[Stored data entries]

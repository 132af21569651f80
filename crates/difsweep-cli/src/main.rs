use std::cell::RefCell;
use std::error::Error;
use std::fs;
use std::path::PathBuf;
use std::rc::Rc;

use chrono::{SecondsFormat, Utc};
use clap::Parser;
use difsweep_core::{
    run_sweep, stable_hash_string, ConfigSource, RunReport, StageOutcome, StageReport, SweepError,
    SweepStage, TableWriter,
};
use difsweep_pipeline::{IndexStage, PipelineState, Project, SpotStage};
use serde::Serialize;

#[derive(Parser, Debug)]
#[command(
    name = "difsweep",
    about = "Parameter-sweep harness for diffraction spot detection and orientation indexing"
)]
struct Cli {
    /// Project directory holding the peak table and sweep configuration.
    project: PathBuf,
    /// Basename of a defaults config file merged under the named one.
    #[arg(long)]
    defaults: Option<String>,
    /// Basename for the sweep config, result table, and artifacts.
    #[arg(long, default_value = "sweep")]
    name: String,
    /// Sweep the spot-detection stage.
    #[arg(long)]
    spots: bool,
    /// Sweep the orientation-indexing stage.
    #[arg(long)]
    index: bool,
    /// Print the run plan without executing anything.
    #[arg(long)]
    dry_run: bool,
}

/// Provenance record written next to the result table before the sweep
/// starts.
#[derive(Debug, Serialize)]
struct SweepManifest {
    created_at: String,
    project: String,
    test_name: String,
    stages: Vec<StagePlan>,
    total_runs: u64,
    plan_hash: String,
}

#[derive(Debug, Serialize)]
struct StagePlan {
    stage: String,
    params: Vec<String>,
    combinations: u64,
}

fn main() -> Result<(), Box<dyn Error>> {
    let cli = Cli::parse();
    run(&cli)
}

fn run(cli: &Cli) -> Result<(), Box<dyn Error>> {
    let project = Rc::new(Project::load(&cli.project)?);
    let cfg = load_config(&project, cli)?;
    let state = Rc::new(RefCell::new(PipelineState::seeded(&project)));
    let artifact_dir = project.artifact_dir(&cli.name);

    let mut stages: Vec<Box<dyn SweepStage>> = Vec::new();
    if cli.spots {
        stages.push(Box::new(
            SpotStage::from_config(&cfg, Rc::clone(&project), Rc::clone(&state))?
                .with_export_dir(&artifact_dir),
        ));
    }
    if cli.index {
        stages.push(Box::new(
            IndexStage::from_config(&cfg, Rc::clone(&project), Rc::clone(&state))?
                .with_export_dir(&artifact_dir),
        ));
    }

    let plans: Vec<StagePlan> = stages
        .iter()
        .map(|stage| StagePlan {
            stage: stage.stage_id().to_string(),
            params: stage
                .param_names()
                .iter()
                .map(|name| name.to_string())
                .collect(),
            combinations: stage.combo_count() as u64,
        })
        .collect();
    let total_runs = if plans.is_empty() {
        0
    } else {
        plans.iter().map(|plan| plan.combinations).product()
    };

    if cli.dry_run {
        for plan in &plans {
            println!(
                "stage {}: {} combinations over [{}]",
                plan.stage,
                plan.combinations,
                plan.params.join(", ")
            );
        }
        println!("total runs: {total_runs}");
        return Ok(());
    }

    if stages.is_empty() {
        println!("no stages selected; writing header-only table");
    } else {
        fs::create_dir_all(&artifact_dir)?;
    }

    let manifest = SweepManifest {
        created_at: Utc::now().to_rfc3339_opts(SecondsFormat::Secs, true),
        project: project.root.display().to_string(),
        test_name: cli.name.clone(),
        plan_hash: stable_hash_string(&(&cli.name, &plans))?,
        stages: plans,
        total_runs,
    };
    write_manifest(&project.manifest_path(&cli.name), &manifest)?;

    let table_path = project.table_path(&cli.name);
    let mut writer = TableWriter::create(&table_path)?;
    let stats = run_sweep(&mut stages, &mut writer, print_run)?;

    println!(
        "sweep complete: {} runs, {} fully completed, table {}",
        stats.runs,
        stats.completed,
        table_path.display()
    );
    for (stage, failures) in &stats.stage_failures {
        println!("  {stage}: {failures} failed runs");
    }
    Ok(())
}

fn load_config(project: &Project, cli: &Cli) -> Result<ConfigSource, SweepError> {
    let named = ConfigSource::load(&project.config_path(&cli.name))?;
    match &cli.defaults {
        Some(basename) => {
            let defaults = ConfigSource::load(&project.config_path(basename))?;
            Ok(named.merged_over(defaults))
        }
        None => Ok(named),
    }
}

fn write_manifest(path: &std::path::Path, manifest: &SweepManifest) -> Result<(), SweepError> {
    let json = serde_json::to_string_pretty(manifest).map_err(|err| {
        SweepError::Io(
            difsweep_core::ErrorInfo::new("manifest-serialize", "failed to encode sweep manifest")
                .with_context("path", path.display().to_string())
                .with_hint(err.to_string()),
        )
    })?;
    fs::write(path, json).map_err(|err| {
        SweepError::Io(
            difsweep_core::ErrorInfo::new("manifest-write", "failed to write sweep manifest")
                .with_context("path", path.display().to_string())
                .with_hint(err.to_string()),
        )
    })
}

fn print_run(report: &RunReport) {
    let mut line = format!("run {:04}", report.run_id);
    for (stage_id, disposition) in &report.stages {
        match disposition {
            StageReport::Ran(StageOutcome::Success { timings, .. }) => {
                let total: f64 = timings.iter().map(|timing| timing.seconds).sum();
                line.push_str(&format!("  {stage_id}: ok {total:.3}s"));
            }
            StageReport::Ran(StageOutcome::Failure { error, .. }) => {
                line.push_str(&format!("  {stage_id}: FAILED"));
                eprintln!("run {:04} {stage_id} failed: {error}", report.run_id);
            }
            StageReport::Skipped => {
                line.push_str(&format!("  {stage_id}: skipped"));
            }
        }
    }
    println!("{line}");
}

- Task to carry out -
Pull every line holding "SpotStage" out of the records.

- Exercise response -
use difsweep_pipeline::{IndexStage, PipelineState, Project, SpotStage};
            SpotStage::from_config(&cfg, Rc::clone(&project), Rc::clone(&state))?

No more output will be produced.